Ces matériaux ont été imaginés pour des processus de fabrication additive laissant beaucoup de liberté dans les formes et permettent notamment la création de structures lattices – c’est-à-dire des structures en treillis de type nid d’abeille.
Les outils pour le faire
Grâce à ces travaux, les chercheurs ont développés des outils de calcul et de conception qui peuvent servir bien d’autres recherches. Et leur système de verrouillage à clips (voir illustration) n’en est qu’une démonstration parlante. Derrière cet objet, les chercheurs ont dû travailler sur la répartition des forces et des contraintes au sein du matériau afin de créer des structures lattices légères, dynamiques et résistantes à la fatigue. En s’inspirant de systèmes naturels qui se composent de structures articulées délocalisant les forces plutôt que de les concentrer dans de petites zones, les chercheurs peuvent assembler des éléments unitaires élastiques par l’intermédiaire de charnières en forme de S, permettant des structures en 2D ou 3D auxétiques, réglables localement et présentant plusieurs états stables de répartition des forces. Cet assemblage permet, par exemple, des déformations élastiques réversibles macroscopiques de l’ordre de 30 % alors que la déformation intrinsèque des matériaux utilisés est de 6 %. Les chercheurs en ont tiré un modèle semi-analytique des déformations qui prédit les propriétés mécaniques des structures avec moins de 5 % d’erreur. Ces outils de modélisations sont transposables pour des conceptions 3D complexes, pour des matériaux imprimables divers tels que métaux, céramiques, polymères.
Par Sophie Hoguin
Bonjour,
Vous parlez dans cet article de l’application actuelle des structures auxétiques en absorption des chocs, en soulignant qu’elles sont adaptées à des chocs uniques.

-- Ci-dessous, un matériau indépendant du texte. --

use axum::{
    http::StatusCode,
    response::{IntoResponse, Response},
    Json,
};
use serde_json::json;
use thiserror::Error;

use crate::extract::ExtractionError;
use crate::llm_client::LlmError;

/// Application-level error type.
/// Implements `IntoResponse` so Axum handlers can return `Result<T, AppError>`.
#[derive(Debug, Error)]
pub enum AppError {
    #[error("Not found: {0}")]
    NotFound(String),

    #[error("Validation error: {0}")]
    Validation(String),

    #[error("Extraction error: {0}")]
    Extraction(#[from] ExtractionError),

    #[error("A reply is already being generated")]
    ChatBusy,

    #[error("Database error: {0}")]
    Database(#[from] sqlx::Error),

    #[error("LLM error: {0}")]
    Llm(#[from] LlmError),

    #[error("Internal server error: {0}")]
    Internal(#[from] anyhow::Error),
}

impl IntoResponse for AppError {
    fn into_response(self) -> Response {
        let (status, code, message) = match &self {
            AppError::NotFound(msg) => (StatusCode::NOT_FOUND, "NOT_FOUND", msg.clone()),
            AppError::Validation(msg) => (StatusCode::BAD_REQUEST, "VALIDATION_ERROR", msg.clone()),
            AppError::Extraction(e) => (
                StatusCode::UNPROCESSABLE_ENTITY,
                "EXTRACTION_ERROR",
                e.to_string(),
            ),
            AppError::ChatBusy => (
                StatusCode::CONFLICT,
                "CHAT_BUSY",
                "A reply is already being generated for this session".to_string(),
            ),
            AppError::Database(e) => {
                tracing::error!("Database error: {e}");
                (
                    StatusCode::INTERNAL_SERVER_ERROR,
                    "DATABASE_ERROR",
                    "A database error occurred".to_string(),
                )
            }
            AppError::Llm(e) => {
                tracing::error!("LLM error: {e}");
                (
                    StatusCode::INTERNAL_SERVER_ERROR,
                    "LLM_ERROR",
                    "An AI processing error occurred".to_string(),
                )
            }
            AppError::Internal(e) => {
                tracing::error!("Internal error: {e:?}");
                (
                    StatusCode::INTERNAL_SERVER_ERROR,
                    "INTERNAL_ERROR",
                    "An internal server error occurred".to_string(),
                )
            }
        };

        let body = Json(json!({
            "error": {
                "code": code,
                "message": message
            }
        }));

        (status, body).into_response()
    }
}
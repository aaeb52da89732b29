use anyhow::{Context, Result};

/// Application configuration loaded from environment variables.
/// Startup fails if required variables are missing.
#[derive(Debug, Clone)]
pub struct Config {
    pub gemini_api_key: String,
    pub database_path: String,
    pub port: u16,
    pub rust_log: String,
}

impl Config {
    pub fn from_env() -> Result<Self> {
        dotenvy::dotenv().ok(); // load .env if present; ignore if missing

        Ok(Config {
            gemini_api_key: require_env("GEMINI_API_KEY")?,
            database_path: std::env::var("DATABASE_PATH")
                .unwrap_or_else(|_| "cv_database.db".to_string()),
            port: std::env::var("PORT")
                .unwrap_or_else(|_| "8080".to_string())
                .parse::<u16>()
                .context("PORT must be a valid port number")?,
            rust_log: std::env::var("RUST_LOG").unwrap_or_else(|_| "info".to_string()),
        })
    }
}

fn require_env(key: &str) -> Result<String> {
    std::env::var(key).with_context(|| format!("Required environment variable '{key}' is not set"))
}
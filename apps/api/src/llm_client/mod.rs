/// LLM Client: the single point of entry for all Gemini API calls.
///
/// ARCHITECTURAL RULE: No other module may call the Gemini API directly.
/// All LLM interactions MUST go through this module.
///
/// Every call is a single attempt: failures surface to the caller instead of
/// being retried, and chat turns degrade per the session's failure rules.
use async_trait::async_trait;
use reqwest::Client;
use serde::{Deserialize, Serialize};
use thiserror::Error;
use tracing::debug;

use crate::models::chat::{Role, Turn};

pub mod prompts;

const GEMINI_API_URL: &str = "https://generativelanguage.googleapis.com/v1beta/models";
/// The model used for all LLM calls.
/// This is intentionally hardcoded to prevent accidental drift.
pub const MODEL: &str = "gemini-2.0-flash";
const MAX_OUTPUT_TOKENS: u32 = 4096;

#[derive(Debug, Error)]
pub enum LlmError {
    #[error("HTTP error: {0}")]
    Http(#[from] reqwest::Error),

    #[error("API error (status {status}): {message}")]
    Api { status: u16, message: String },

    #[error("LLM returned empty content")]
    EmptyContent,
}

// ────────────────────────────────────────────────────────────────────────────
// Wire format (Gemini generateContent)
// ────────────────────────────────────────────────────────────────────────────

#[derive(Debug, Serialize)]
struct GeminiRequest<'a> {
    #[serde(rename = "systemInstruction")]
    system_instruction: SystemInstruction<'a>,
    contents: Vec<Content<'a>>,
    #[serde(rename = "generationConfig")]
    generation_config: GenerationConfig,
}

#[derive(Debug, Serialize)]
struct SystemInstruction<'a> {
    parts: Vec<Part<'a>>,
}

#[derive(Debug, Serialize)]
struct Content<'a> {
    role: &'a str,
    parts: Vec<Part<'a>>,
}

#[derive(Debug, Serialize)]
struct Part<'a> {
    text: &'a str,
}

#[derive(Debug, Serialize)]
struct GenerationConfig {
    #[serde(rename = "maxOutputTokens")]
    max_output_tokens: u32,
}

#[derive(Debug, Deserialize)]
pub struct LlmResponse {
    #[serde(default)]
    pub candidates: Vec<Candidate>,
    #[serde(rename = "usageMetadata")]
    pub usage_metadata: Option<UsageMetadata>,
}

#[derive(Debug, Deserialize)]
pub struct Candidate {
    pub content: Option<CandidateContent>,
}

#[derive(Debug, Deserialize)]
pub struct CandidateContent {
    #[serde(default)]
    pub parts: Vec<CandidatePart>,
}

#[derive(Debug, Deserialize)]
pub struct CandidatePart {
    pub text: Option<String>,
}

#[derive(Debug, Deserialize)]
#[serde(rename_all = "camelCase")]
pub struct UsageMetadata {
    #[serde(default)]
    pub prompt_token_count: u32,
    #[serde(default)]
    pub candidates_token_count: u32,
}

impl LlmResponse {
    /// Extracts the text of the first candidate's first text part.
    pub fn text(&self) -> Option<&str> {
        self.candidates
            .first()?
            .content
            .as_ref()?
            .parts
            .iter()
            .find_map(|p| p.text.as_deref())
    }
}

#[derive(Debug, Deserialize)]
struct GeminiError {
    error: GeminiErrorBody,
}

#[derive(Debug, Deserialize)]
struct GeminiErrorBody {
    message: String,
}

// ────────────────────────────────────────────────────────────────────────────
// Trait seam
// ────────────────────────────────────────────────────────────────────────────

/// Text-generation backend as seen by the rest of the crate.
///
/// Carried in `AppState` as `Arc<dyn TextGenerator>` so the real client can be
/// swapped for a scripted double in tests.
#[async_trait]
pub trait TextGenerator: Send + Sync {
    /// One-shot completion with no conversation history.
    async fn generate(&self, prompt: &str) -> Result<String, LlmError>;

    /// Conversational completion: the prior turns, then the new prompt.
    async fn reply(&self, history: &[Turn], prompt: &str) -> Result<String, LlmError>;
}

fn wire_role(role: Role) -> &'static str {
    match role {
        Role::User => "user",
        Role::Assistant => "model",
    }
}

// ────────────────────────────────────────────────────────────────────────────
// Gemini-backed implementation
// ────────────────────────────────────────────────────────────────────────────

/// The single Gemini client shared across the application.
/// The HR-assistant system instruction is attached to every request.
#[derive(Clone)]
pub struct LlmClient {
    client: Client,
    api_key: String,
}

impl LlmClient {
    pub fn new(api_key: String) -> Self {
        Self {
            client: Client::builder()
                .timeout(std::time::Duration::from_secs(120))
                .build()
                .expect("Failed to build HTTP client"),
            api_key,
        }
    }

    /// Makes one call to the Gemini API. No retries: a failed call is a
    /// failed call.
    async fn call(&self, contents: Vec<Content<'_>>) -> Result<LlmResponse, LlmError> {
        let request_body = GeminiRequest {
            system_instruction: SystemInstruction {
                parts: vec![Part {
                    text: prompts::SYSTEM_PROMPT,
                }],
            },
            contents,
            generation_config: GenerationConfig {
                max_output_tokens: MAX_OUTPUT_TOKENS,
            },
        };

        let response = self
            .client
            .post(format!("{GEMINI_API_URL}/{MODEL}:generateContent"))
            .header("x-goog-api-key", &self.api_key)
            .header("content-type", "application/json")
            .json(&request_body)
            .send()
            .await?;

        let status = response.status();

        if !status.is_success() {
            let body = response.text().await.unwrap_or_default();
            // Pull the message out of the error envelope when the body is JSON
            let message = serde_json::from_str::<GeminiError>(&body)
                .map(|e| e.error.message)
                .unwrap_or(body);
            return Err(LlmError::Api {
                status: status.as_u16(),
                message,
            });
        }

        let llm_response: LlmResponse = response.json().await?;

        if let Some(usage) = &llm_response.usage_metadata {
            debug!(
                "LLM call succeeded: prompt_tokens={}, output_tokens={}",
                usage.prompt_token_count, usage.candidates_token_count
            );
        }

        Ok(llm_response)
    }
}

#[async_trait]
impl TextGenerator for LlmClient {
    async fn generate(&self, prompt: &str) -> Result<String, LlmError> {
        let contents = vec![Content {
            role: "user",
            parts: vec![Part { text: prompt }],
        }];
        let response = self.call(contents).await?;
        let text = response.text().ok_or(LlmError::EmptyContent)?;
        Ok(text.to_string())
    }

    async fn reply(&self, history: &[Turn], prompt: &str) -> Result<String, LlmError> {
        let mut contents: Vec<Content<'_>> = history
            .iter()
            .map(|turn| Content {
                role: wire_role(turn.role),
                parts: vec![Part {
                    text: &turn.content,
                }],
            })
            .collect();
        contents.push(Content {
            role: "user",
            parts: vec![Part { text: prompt }],
        });

        let response = self.call(contents).await?;
        let text = response.text().ok_or(LlmError::EmptyContent)?;
        Ok(text.to_string())
    }
}

// ────────────────────────────────────────────────────────────────────────────
// Test double
// ────────────────────────────────────────────────────────────────────────────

Pensez-vous que ce soit une mauvaise piste en tant que matériau de protection pour des chocs multiples à basse intensité, mais unique en cas de choc violent, par exemple pour un casque de vélo qui s’affranchirait du problème de la fatigue inhérent aux mousses peu déformables?
Je vous remercie d’avance pour vos éclairages, et pour cet article instructif.